Literacy in particular has been under such close scrutiny, and it's clear that the current education strategies are failing kids left right and centre, and not producing the magical literacy engagement that folk want to see. A mass of fronted adverbials, and the almost rectal pain of trying to get kids enthusiastic about reading, books and literacy through deep analysis of the structure of our language is clearly missing the point.

I was lucky as a kid. Lucky that even though I went to three very rough schools, each had its own library (in fact the roughest of the three had a huge library, extremely well stocked, that wasn't just a place to go and find amazing books but a refuge for kids like me who really wanted to be anywhere else other than the playground at playtime). It wasn't even something that was discussed or debated back then. Nearly all schools would consider it to be one of the most important resources, and the librarian to be someone that wasn't just there to check out books, but someone who could drive that much-sought-after engagement with books (have you, honestly, ever met a librarian who just did their job for the paycheck?)
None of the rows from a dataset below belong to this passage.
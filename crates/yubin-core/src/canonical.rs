// SPDX-License-Identifier: Apache-2.0

use base64::engine::general_purpose::URL_SAFE_NO_PAD;
use base64::Engine;
use serde::de::DeserializeOwned;
use serde::Serialize;
use serde_json::{Map, Value};

use crate::sha256_hex;

/// JSON with object keys sorted at every depth, so equal values hash equally.
pub fn stable_json_bytes<T: Serialize>(value: &T) -> Result<Vec<u8>, serde_json::Error> {
    let raw = serde_json::to_value(value)?;
    let normalized = normalize_json_value(raw);
    serde_json::to_vec(&normalized)
}

pub fn stable_json_pretty_bytes<T: Serialize>(value: &T) -> Result<Vec<u8>, serde_json::Error> {
    let raw = serde_json::to_value(value)?;
    let normalized = normalize_json_value(raw);
    serde_json::to_vec_pretty(&normalized)
}

pub fn stable_json_hash_hex<T: Serialize>(value: &T) -> Result<String, serde_json::Error> {
    let bytes = stable_json_bytes(value)?;
    Ok(sha256_hex(&bytes))
}

pub fn encode_cursor_payload<T: Serialize>(payload: &T) -> Result<String, serde_json::Error> {
    let bytes = stable_json_bytes(payload)?;
    Ok(URL_SAFE_NO_PAD.encode(bytes))
}

pub fn decode_cursor_payload<T: DeserializeOwned>(token: &str) -> Result<T, String> {
    let bytes = URL_SAFE_NO_PAD
        .decode(token)
        .map_err(|e| format!("cursor base64 decode failed: {e}"))?;
    serde_json::from_slice::<T>(&bytes).map_err(|e| format!("cursor JSON decode failed: {e}"))
}

fn normalize_json_value(value: Value) -> Value {
    match value {
        Value::Object(map) => {
            let mut entries: Vec<(String, Value)> = map
                .into_iter()
                .map(|(k, v)| (k, normalize_json_value(v)))
                .collect();
            entries.sort_by(|a, b| a.0.cmp(&b.0));
            let mut sorted = Map::new();
            for (k, v) in entries {
                sorted.insert(k, v);
            }
            Value::Object(sorted)
        }
        Value::Array(items) => Value::Array(items.into_iter().map(normalize_json_value).collect()),
        other => other,
    }
}
use serde::{Deserialize, Serialize};
use std::collections::BTreeMap;

use crate::family::{RecordFamily, ValidationError};

pub const MANIFEST_VERSION: &str = "1";

/// Row counts at each pipeline boundary.
#[derive(Debug, Clone, Copy, PartialEq, Eq, Serialize, Deserialize, Default)]
#[serde(deny_unknown_fields)]
pub struct CatalogRowCounts {
    pub source_rows: u64,
    pub merged_rows: u64,
    pub exploded_rows: u64,
    pub duplicates_removed: u64,
    pub catalog_rows: u64,
}

/// Written next to the catalog after every successful table replace.
#[derive(Debug, Clone, PartialEq, Eq, Serialize, Deserialize)]
#[serde(deny_unknown_fields)]
#[non_exhaustive]
pub struct CatalogManifest {
    pub manifest_version: String,
    pub db_schema_version: String,
    pub pipeline_version: String,
    pub family: RecordFamily,
    pub table: String,
    pub encoding: String,
    pub source_sha256: String,
    pub counts: CatalogRowCounts,
    #[serde(default)]
    pub rule_hits: BTreeMap<String, u64>,
}

impl CatalogManifest {
    #[must_use]
    pub fn new(
        db_schema_version: String,
        pipeline_version: String,
        family: RecordFamily,
        encoding: String,
        source_sha256: String,
        counts: CatalogRowCounts,
    ) -> Self {
        Self {
            manifest_version: MANIFEST_VERSION.to_string(),
            db_schema_version,
            pipeline_version,
            family,
            table: family.table_name().to_string(),
            encoding,
            source_sha256,
            counts,
            rule_hits: BTreeMap::new(),
        }
    }

    #[must_use]
    pub fn with_rule_hits(mut self, rule_hits: BTreeMap<String, u64>) -> Self {
        self.rule_hits = rule_hits;
        self
    }

    pub fn validate_strict(&self) -> Result<(), ValidationError> {
        if self.manifest_version != MANIFEST_VERSION {
            return Err(ValidationError(format!(
                "unsupported manifest_version {} (expected {MANIFEST_VERSION})",
                self.manifest_version
            )));
        }
        if self.db_schema_version.trim().is_empty() {
            return Err(ValidationError(
                "db_schema_version must not be empty".to_string(),
            ));
        }
        if self.table != self.family.table_name() {
            return Err(ValidationError(format!(
                "table {} does not match family {}",
                self.table, self.family
            )));
        }
        if self.source_sha256.len() != 64 {
            return Err(ValidationError(
                "source_sha256 must be a hex sha256 digest".to_string(),
            ));
        }
        let c = &self.counts;
        if c.catalog_rows + c.duplicates_removed != c.exploded_rows {
            return Err(ValidationError(format!(
                "row counts disagree: catalog {} + duplicates {} != exploded {}",
                c.catalog_rows, c.duplicates_removed, c.exploded_rows
            )));
        }
        if c.merged_rows > c.source_rows {
            return Err(ValidationError(
                "merged_rows cannot exceed source_rows".to_string(),
            ));
        }
        Ok(())
    }
}
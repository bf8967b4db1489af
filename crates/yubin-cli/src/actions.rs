// SPDX-License-Identifier: Apache-2.0

use std::path::{Path, PathBuf};

use rusqlite::{Connection, OpenFlags};
use serde_json::{json, Value};
use yubin_core::{resolve_catalog_db_path, ENV_YUBIN_CURSOR_SECRET};
use yubin_ingest::{
    diff_normalized_ids, explain_zipcode_query_plan, ingest_catalog, read_catalog_meta,
    IngestOptions,
};
use yubin_model::RecordFamily;
use yubin_query::{
    open_catalog_readonly, query_addresses, AddressFilter, AddressQueryRequest, QueryLimits,
};

use crate::output::{emit_ok, CliError, OutputMode};

const LOCAL_CURSOR_SECRET: &str = "yubin-local-cursor-secret";

pub(crate) struct IngestArgs {
    pub family: RecordFamily,
    pub input: PathBuf,
    pub db: Option<PathBuf>,
    pub encoding: Option<String>,
    pub output_root: Option<PathBuf>,
    pub emit_normalized_debug: bool,
    pub replay: bool,
    pub no_manifest: bool,
}

pub(crate) struct QueryArgs {
    pub family: RecordFamily,
    pub filter: AddressFilter,
    pub limit: Option<usize>,
    pub cursor: Option<String>,
    pub db: Option<PathBuf>,
}

fn db_or_default(db: Option<PathBuf>) -> PathBuf {
    db.unwrap_or_else(resolve_catalog_db_path)
}

pub(crate) fn run_ingest(args: IngestArgs, output_mode: OutputMode) -> Result<(), CliError> {
    let db_path = db_or_default(args.db);
    let output_root = args.output_root.unwrap_or_else(|| {
        db_path
            .parent()
            .map(Path::to_path_buf)
            .unwrap_or_default()
    });
    let result = ingest_catalog(&IngestOptions {
        family: args.family,
        input_path: args.input,
        db_path,
        encoding_label: args.encoding,
        output_root,
        emit_normalized_debug: args.emit_normalized_debug,
        normalized_replay_mode: args.replay,
        write_manifest: !args.no_manifest,
    })?;
    let counts = &result.manifest.counts;
    emit_ok(
        output_mode,
        &json!({
            "command": "ingest",
            "family": result.family,
            "table": result.manifest.table,
            "db": result.db_path,
            "manifest": result.manifest_path,
            "normalized_debug": result.normalized_debug_path,
            "encoding": result.manifest.encoding,
            "source_sha256": result.manifest.source_sha256,
            "counts": counts,
        }),
    )
}

fn cursor_secret() -> Vec<u8> {
    match std::env::var(ENV_YUBIN_CURSOR_SECRET) {
        Ok(secret) if !secret.trim().is_empty() => secret.into_bytes(),
        _ => {
            tracing::debug!("{ENV_YUBIN_CURSOR_SECRET} unset; using the local cursor secret");
            LOCAL_CURSOR_SECRET.as_bytes().to_vec()
        }
    }
}

pub(crate) fn run_query(args: QueryArgs, output_mode: OutputMode) -> Result<(), CliError> {
    let db_path = db_or_default(args.db);
    if !db_path.exists() {
        return Err(CliError::dependency(format!(
            "catalog {} does not exist; run `yubin ingest` first",
            db_path.display()
        )));
    }
    let conn = open_catalog_readonly(&db_path)?;
    let mut req = AddressQueryRequest::new(args.family, args.filter);
    req.limit = args.limit;
    req.cursor = args.cursor;
    let page = query_addresses(&conn, &req, &QueryLimits::default(), &cursor_secret())?;
    let payload =
        serde_json::to_value(&page).map_err(|e| CliError::internal(e.to_string()))?;
    emit_ok(output_mode, &payload)
}

pub(crate) fn inspect_db(
    db: Option<PathBuf>,
    sample_rows: usize,
    output_mode: OutputMode,
) -> Result<(), CliError> {
    let db_path = db_or_default(db);
    let conn = Connection::open_with_flags(&db_path, OpenFlags::SQLITE_OPEN_READ_ONLY)
        .map_err(|e| CliError::dependency(format!("{}: {e}", db_path.display())))?;
    let sql_err = |e: rusqlite::Error| CliError::dependency(e.to_string());

    let schema_version: i64 = conn
        .query_row("PRAGMA user_version", [], |row| row.get(0))
        .map_err(sql_err)?;
    let mut idx_stmt = conn
        .prepare("SELECT name FROM sqlite_master WHERE type='index' AND name NOT LIKE 'sqlite_%' ORDER BY name")
        .map_err(sql_err)?;
    let indexes = idx_stmt
        .query_map([], |row| row.get::<_, String>(0))
        .map_err(sql_err)?
        .collect::<Result<Vec<_>, _>>()
        .map_err(sql_err)?;

    let mut families = Vec::new();
    for family in RecordFamily::ALL {
        if !table_exists(&conn, family.table_name()).map_err(sql_err)? {
            continue;
        }
        families.push(inspect_family(&conn, &db_path, family, sample_rows)?);
    }

    emit_ok(
        output_mode,
        &json!({
            "command": "inspect-db",
            "db": db_path,
            "schema_version": schema_version,
            "indexes": indexes,
            "families": families,
        }),
    )
}

fn table_exists(conn: &Connection, table: &str) -> Result<bool, rusqlite::Error> {
    conn.query_row(
        "SELECT COUNT(*) FROM sqlite_master WHERE type='table' AND name=?1",
        [table],
        |row| row.get::<_, i64>(0),
    )
    .map(|n| n > 0)
}

fn inspect_family(
    conn: &Connection,
    db_path: &Path,
    family: RecordFamily,
    sample_rows: usize,
) -> Result<Value, CliError> {
    let sql_err = |e: rusqlite::Error| CliError::dependency(e.to_string());
    let table = family.table_name();
    let row_count: i64 = conn
        .query_row(&format!("SELECT COUNT(*) FROM {table}"), [], |row| row.get(0))
        .map_err(sql_err)?;
    let mut stmt = conn
        .prepare(&format!(
            "SELECT id, zipcode, address FROM {table} ORDER BY id LIMIT ?1"
        ))
        .map_err(sql_err)?;
    let sample = stmt
        .query_map([sample_rows as i64], |row| {
            Ok(json!({
                "id": row.get::<_, i64>(0)?,
                "zipcode": row.get::<_, String>(1)?,
                "address": row.get::<_, String>(2)?,
            }))
        })
        .map_err(sql_err)?
        .collect::<Result<Vec<_>, _>>()
        .map_err(sql_err)?;
    let meta = read_catalog_meta(db_path, family)?;
    let plan = explain_zipcode_query_plan(db_path, family)?;
    Ok(json!({
        "family": family,
        "table": table,
        "row_count": row_count,
        "meta": meta,
        "zipcode_query_plan": plan,
        "sample_rows": sample,
    }))
}

pub(crate) fn diff_normalized(
    base: &Path,
    target: &Path,
    output_mode: OutputMode,
) -> Result<(), CliError> {
    let (removed, added) = diff_normalized_ids(base, target)?;
    emit_ok(
        output_mode,
        &json!({
            "command": "diff-normalized",
            "removed": removed,
            "added": added,
        }),
    )
}
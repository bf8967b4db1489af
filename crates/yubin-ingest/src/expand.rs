// SPDX-License-Identifier: Apache-2.0

//! Bracket expansion: `甲(乙、丙)` becomes `甲、甲乙、甲丙`.

const RANGE_MARKERS: [char; 2] = ['〜', '~'];
const UNIT_SUFFIXES: [&str; 2] = ["番地", "丁目"];
const SEGMENT_SEPARATORS: [char; 2] = ['(', '、'];

fn ends_in_number(segment: &str) -> bool {
    segment
        .chars()
        .last()
        .is_some_and(|c| c.is_ascii_digit() || c == '−' || c == '-')
}

fn with_unit(segment: &str, unit: Option<&str>) -> String {
    match unit {
        Some(unit) if ends_in_number(segment) => format!("{segment}{unit}"),
        _ => segment.to_string(),
    }
}

/// Expands a parenthesized enumeration into a `、`-separated list whose
/// first element is the bare prefix and every later element is prefixed
/// with it. Items holding a range marker are dropped; when the list ends in
/// `番地)` or `丁目)` that unit is appended to items ending in a number.
/// A town without parentheses or `、` comes back unchanged.
#[must_use]
pub fn expand_brackets(town: &str) -> String {
    let town = town.replace("()", "");
    let unit = UNIT_SUFFIXES
        .into_iter()
        .find(|u| town.strip_suffix(')').is_some_and(|t| t.ends_with(u)));
    let mut segments = town.split(SEGMENT_SEPARATORS);
    let prefix = with_unit(segments.next().unwrap_or_default(), unit);
    let mut out = vec![prefix.clone()];
    out.extend(
        segments
            .filter(|s| !s.contains(RANGE_MARKERS))
            .map(|s| format!("{prefix}{}", with_unit(s, unit))),
    );
    let joined = out.join("、");
    match joined.strip_suffix(')') {
        Some(trimmed) => trimmed.to_string(),
        None => joined,
    }
}

#[cfg(test)]
mod tests {
    use super::expand_brackets;

    #[test]
    fn enumeration_with_ranges_and_banchi_unit() {
        assert_eq!(
            expand_brackets("東洋(油駒、南東洋、132〜156、158〜354、366、367番地)"),
            "東洋、東洋油駒、東洋南東洋、東洋366番地、東洋367番地"
        );
    }

    #[test]
    fn chome_unit_applies_to_numeric_items() {
        assert_eq!(
            expand_brackets("大通(1、3丁目)"),
            "大通、大通1丁目、大通3丁目"
        );
    }

    #[test]
    fn merged_record_expands() {
        assert_eq!(expand_brackets("甲(乙丙)"), "甲、甲乙丙");
    }

    #[test]
    fn empty_parentheses_collapse_to_prefix() {
        assert_eq!(expand_brackets("甲()"), "甲");
    }

    #[test]
    fn only_range_items_leave_prefix() {
        assert_eq!(expand_brackets("北一条西(1〜19丁目)"), "北一条西");
    }

    #[test]
    fn plain_towns_are_unchanged() {
        assert_eq!(expand_brackets("北一条西"), "北一条西");
        assert_eq!(expand_brackets(""), "");
        assert_eq!(expand_brackets("大手町JAビル3階"), "大手町JAビル3階");
    }
}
My passion for books and reading came from home and from parents / grandparents and uncles, but also from our school librarian who (with a twinkle in her eye) could almost uncannily predict which books would be a hit or a miss with me.

My daughter has attended the same school from Reception right through to seniors, again a school that (thankfully) not only has a library but recognises its importance as a resource and a hub for its pupils. Sadly libraries are often the first thing to be cut when a school needs to tighten its belt, and on Twitter the rallying cry of librarians, authors, illustrators and just about everyone involved in kidlit is loud and singular in focus - Schools need libraries, no ifs no buts.

We often hear the same thing - that prisons are required to have libraries and books yet schools aren't and I can't even get my head around why this is a thing. I understand that there are folk who share the view that the internet is all the library we need now, but the internet is an unstaffed resource full of misinformation, fake news, distractions and of course a smattering of useful knowledge that's as much fun to unpick as all the cables nestling under your telly. We need libraries - in our towns, in our schools, and we can drive amazing engagement with books through them, we can let kids build their own reading journeys without pushing tests and ridiculous deconstruction of the language on them. It can be done but the push has to come from the top.